[Opening Raw data section]
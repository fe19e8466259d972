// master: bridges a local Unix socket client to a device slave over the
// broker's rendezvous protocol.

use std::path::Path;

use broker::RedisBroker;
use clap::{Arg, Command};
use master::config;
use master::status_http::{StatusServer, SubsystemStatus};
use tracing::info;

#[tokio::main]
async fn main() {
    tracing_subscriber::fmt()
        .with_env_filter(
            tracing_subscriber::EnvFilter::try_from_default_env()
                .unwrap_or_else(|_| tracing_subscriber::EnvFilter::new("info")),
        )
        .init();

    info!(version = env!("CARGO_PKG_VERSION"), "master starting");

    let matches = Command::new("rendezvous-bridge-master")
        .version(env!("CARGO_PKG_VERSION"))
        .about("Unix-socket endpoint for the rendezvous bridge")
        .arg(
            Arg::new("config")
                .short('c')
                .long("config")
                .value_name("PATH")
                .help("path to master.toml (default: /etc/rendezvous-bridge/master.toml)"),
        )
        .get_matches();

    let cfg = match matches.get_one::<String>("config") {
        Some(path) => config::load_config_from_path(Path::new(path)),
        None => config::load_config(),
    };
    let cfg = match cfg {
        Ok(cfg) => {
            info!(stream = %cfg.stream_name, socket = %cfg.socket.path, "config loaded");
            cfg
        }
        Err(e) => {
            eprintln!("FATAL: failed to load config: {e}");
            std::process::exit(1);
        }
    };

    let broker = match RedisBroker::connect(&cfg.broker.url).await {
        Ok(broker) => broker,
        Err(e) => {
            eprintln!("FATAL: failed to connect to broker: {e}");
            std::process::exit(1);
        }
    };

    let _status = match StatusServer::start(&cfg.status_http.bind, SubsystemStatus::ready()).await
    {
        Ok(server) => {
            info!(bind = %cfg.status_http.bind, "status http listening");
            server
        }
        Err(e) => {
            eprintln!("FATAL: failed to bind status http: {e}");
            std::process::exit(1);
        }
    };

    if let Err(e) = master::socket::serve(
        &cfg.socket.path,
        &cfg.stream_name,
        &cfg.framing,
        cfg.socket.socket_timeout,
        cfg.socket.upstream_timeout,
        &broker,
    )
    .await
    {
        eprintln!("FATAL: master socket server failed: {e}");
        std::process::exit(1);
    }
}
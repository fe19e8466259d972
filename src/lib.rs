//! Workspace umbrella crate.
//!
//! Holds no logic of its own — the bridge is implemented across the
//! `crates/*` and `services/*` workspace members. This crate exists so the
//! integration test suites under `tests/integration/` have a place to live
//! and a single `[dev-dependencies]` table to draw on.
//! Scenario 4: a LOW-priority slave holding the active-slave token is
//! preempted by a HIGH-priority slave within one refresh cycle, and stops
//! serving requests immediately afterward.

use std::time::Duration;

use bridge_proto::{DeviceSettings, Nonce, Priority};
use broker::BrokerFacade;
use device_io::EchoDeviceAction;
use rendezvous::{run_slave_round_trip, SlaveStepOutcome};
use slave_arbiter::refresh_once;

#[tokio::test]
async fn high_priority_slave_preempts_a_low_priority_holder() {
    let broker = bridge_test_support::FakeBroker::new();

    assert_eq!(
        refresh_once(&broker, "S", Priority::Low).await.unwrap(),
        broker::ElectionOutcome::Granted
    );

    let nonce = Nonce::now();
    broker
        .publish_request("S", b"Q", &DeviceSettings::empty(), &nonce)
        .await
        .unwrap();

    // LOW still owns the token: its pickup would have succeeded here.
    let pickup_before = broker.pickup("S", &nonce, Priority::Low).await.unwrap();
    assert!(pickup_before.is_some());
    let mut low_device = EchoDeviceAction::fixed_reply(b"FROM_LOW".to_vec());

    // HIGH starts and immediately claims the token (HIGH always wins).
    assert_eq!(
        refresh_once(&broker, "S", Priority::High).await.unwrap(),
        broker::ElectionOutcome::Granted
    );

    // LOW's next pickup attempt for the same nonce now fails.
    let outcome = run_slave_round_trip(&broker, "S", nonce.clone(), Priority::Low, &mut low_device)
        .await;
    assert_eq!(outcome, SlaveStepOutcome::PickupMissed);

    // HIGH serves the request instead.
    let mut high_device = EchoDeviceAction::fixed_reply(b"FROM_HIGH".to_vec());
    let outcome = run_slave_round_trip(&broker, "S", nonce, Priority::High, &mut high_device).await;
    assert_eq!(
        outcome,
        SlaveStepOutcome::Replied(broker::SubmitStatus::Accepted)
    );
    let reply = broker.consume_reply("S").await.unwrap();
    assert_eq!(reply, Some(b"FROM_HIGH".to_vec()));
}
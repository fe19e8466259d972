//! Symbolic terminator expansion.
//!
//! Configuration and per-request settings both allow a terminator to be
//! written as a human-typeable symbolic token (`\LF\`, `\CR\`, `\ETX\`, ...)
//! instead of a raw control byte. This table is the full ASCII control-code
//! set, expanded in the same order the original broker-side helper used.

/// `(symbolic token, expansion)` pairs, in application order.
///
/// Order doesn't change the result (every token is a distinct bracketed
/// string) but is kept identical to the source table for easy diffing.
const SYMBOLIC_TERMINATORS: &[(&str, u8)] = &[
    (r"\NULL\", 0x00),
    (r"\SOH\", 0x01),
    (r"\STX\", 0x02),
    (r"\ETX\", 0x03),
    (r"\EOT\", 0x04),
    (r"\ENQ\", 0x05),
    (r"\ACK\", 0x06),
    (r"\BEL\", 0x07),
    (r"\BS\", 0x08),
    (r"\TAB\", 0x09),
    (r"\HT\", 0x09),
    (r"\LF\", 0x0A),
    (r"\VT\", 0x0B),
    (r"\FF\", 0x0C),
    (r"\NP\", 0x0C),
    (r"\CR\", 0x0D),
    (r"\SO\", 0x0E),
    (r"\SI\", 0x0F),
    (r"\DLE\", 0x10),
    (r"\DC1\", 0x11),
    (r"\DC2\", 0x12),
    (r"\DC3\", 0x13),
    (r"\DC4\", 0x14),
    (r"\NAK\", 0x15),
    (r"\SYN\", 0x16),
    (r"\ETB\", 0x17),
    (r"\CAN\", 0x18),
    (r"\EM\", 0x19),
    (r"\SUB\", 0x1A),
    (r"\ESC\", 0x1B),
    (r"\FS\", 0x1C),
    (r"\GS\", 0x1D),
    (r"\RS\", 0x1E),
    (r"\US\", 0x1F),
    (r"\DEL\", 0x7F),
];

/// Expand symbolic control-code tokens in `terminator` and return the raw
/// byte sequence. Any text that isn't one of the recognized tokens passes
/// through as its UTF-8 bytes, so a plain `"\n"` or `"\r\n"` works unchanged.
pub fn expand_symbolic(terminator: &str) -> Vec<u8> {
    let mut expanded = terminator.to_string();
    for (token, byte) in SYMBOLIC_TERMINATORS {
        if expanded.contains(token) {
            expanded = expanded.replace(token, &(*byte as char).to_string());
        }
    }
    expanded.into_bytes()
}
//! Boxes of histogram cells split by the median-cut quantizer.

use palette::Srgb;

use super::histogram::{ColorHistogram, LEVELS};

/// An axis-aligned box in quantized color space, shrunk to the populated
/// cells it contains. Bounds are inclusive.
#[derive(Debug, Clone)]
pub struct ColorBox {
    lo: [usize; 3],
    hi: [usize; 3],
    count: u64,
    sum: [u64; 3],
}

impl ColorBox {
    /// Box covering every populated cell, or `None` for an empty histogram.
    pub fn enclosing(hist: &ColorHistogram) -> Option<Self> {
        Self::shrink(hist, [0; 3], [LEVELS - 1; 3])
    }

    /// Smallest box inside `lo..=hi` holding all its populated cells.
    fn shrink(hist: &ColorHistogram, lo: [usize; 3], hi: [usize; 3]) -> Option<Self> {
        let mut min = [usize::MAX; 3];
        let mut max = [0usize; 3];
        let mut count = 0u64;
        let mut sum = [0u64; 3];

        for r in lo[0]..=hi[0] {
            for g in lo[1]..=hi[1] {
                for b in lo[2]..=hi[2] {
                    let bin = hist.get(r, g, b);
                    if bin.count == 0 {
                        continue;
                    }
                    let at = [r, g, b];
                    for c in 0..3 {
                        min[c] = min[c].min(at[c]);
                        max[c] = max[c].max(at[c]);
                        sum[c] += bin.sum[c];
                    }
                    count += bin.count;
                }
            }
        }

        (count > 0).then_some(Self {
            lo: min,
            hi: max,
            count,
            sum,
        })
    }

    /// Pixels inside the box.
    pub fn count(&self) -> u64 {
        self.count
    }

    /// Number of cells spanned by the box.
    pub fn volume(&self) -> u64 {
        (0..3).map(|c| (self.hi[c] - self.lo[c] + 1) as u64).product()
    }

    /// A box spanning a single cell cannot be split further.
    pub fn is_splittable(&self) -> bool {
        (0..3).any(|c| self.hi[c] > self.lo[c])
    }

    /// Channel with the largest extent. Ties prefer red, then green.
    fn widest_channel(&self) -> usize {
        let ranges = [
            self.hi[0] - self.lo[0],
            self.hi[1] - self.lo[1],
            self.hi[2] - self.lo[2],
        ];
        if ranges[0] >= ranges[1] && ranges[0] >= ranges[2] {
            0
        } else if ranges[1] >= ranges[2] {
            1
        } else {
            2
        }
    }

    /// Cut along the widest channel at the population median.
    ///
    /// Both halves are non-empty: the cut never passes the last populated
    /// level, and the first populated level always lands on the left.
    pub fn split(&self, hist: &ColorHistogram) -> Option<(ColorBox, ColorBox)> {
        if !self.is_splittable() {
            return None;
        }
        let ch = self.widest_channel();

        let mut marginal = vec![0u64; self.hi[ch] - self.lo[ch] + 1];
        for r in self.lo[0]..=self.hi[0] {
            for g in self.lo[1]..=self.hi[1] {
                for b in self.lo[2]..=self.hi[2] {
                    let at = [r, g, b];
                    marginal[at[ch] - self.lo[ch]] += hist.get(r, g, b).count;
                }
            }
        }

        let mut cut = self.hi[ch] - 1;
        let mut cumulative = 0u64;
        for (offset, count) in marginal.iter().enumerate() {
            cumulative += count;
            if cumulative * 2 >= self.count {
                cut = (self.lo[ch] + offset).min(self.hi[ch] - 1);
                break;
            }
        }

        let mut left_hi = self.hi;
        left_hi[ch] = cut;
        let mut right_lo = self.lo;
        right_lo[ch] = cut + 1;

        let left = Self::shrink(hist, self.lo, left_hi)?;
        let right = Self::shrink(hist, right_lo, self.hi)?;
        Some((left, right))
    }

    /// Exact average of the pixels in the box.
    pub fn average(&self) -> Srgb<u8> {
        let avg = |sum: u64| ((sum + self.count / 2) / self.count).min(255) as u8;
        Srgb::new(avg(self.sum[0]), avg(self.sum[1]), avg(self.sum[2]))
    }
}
[Closing Raw data section]
* **Instructions for the task**:
Return the total number of lines in the records that contain "every", without any explanation.

* **Task answer**:
2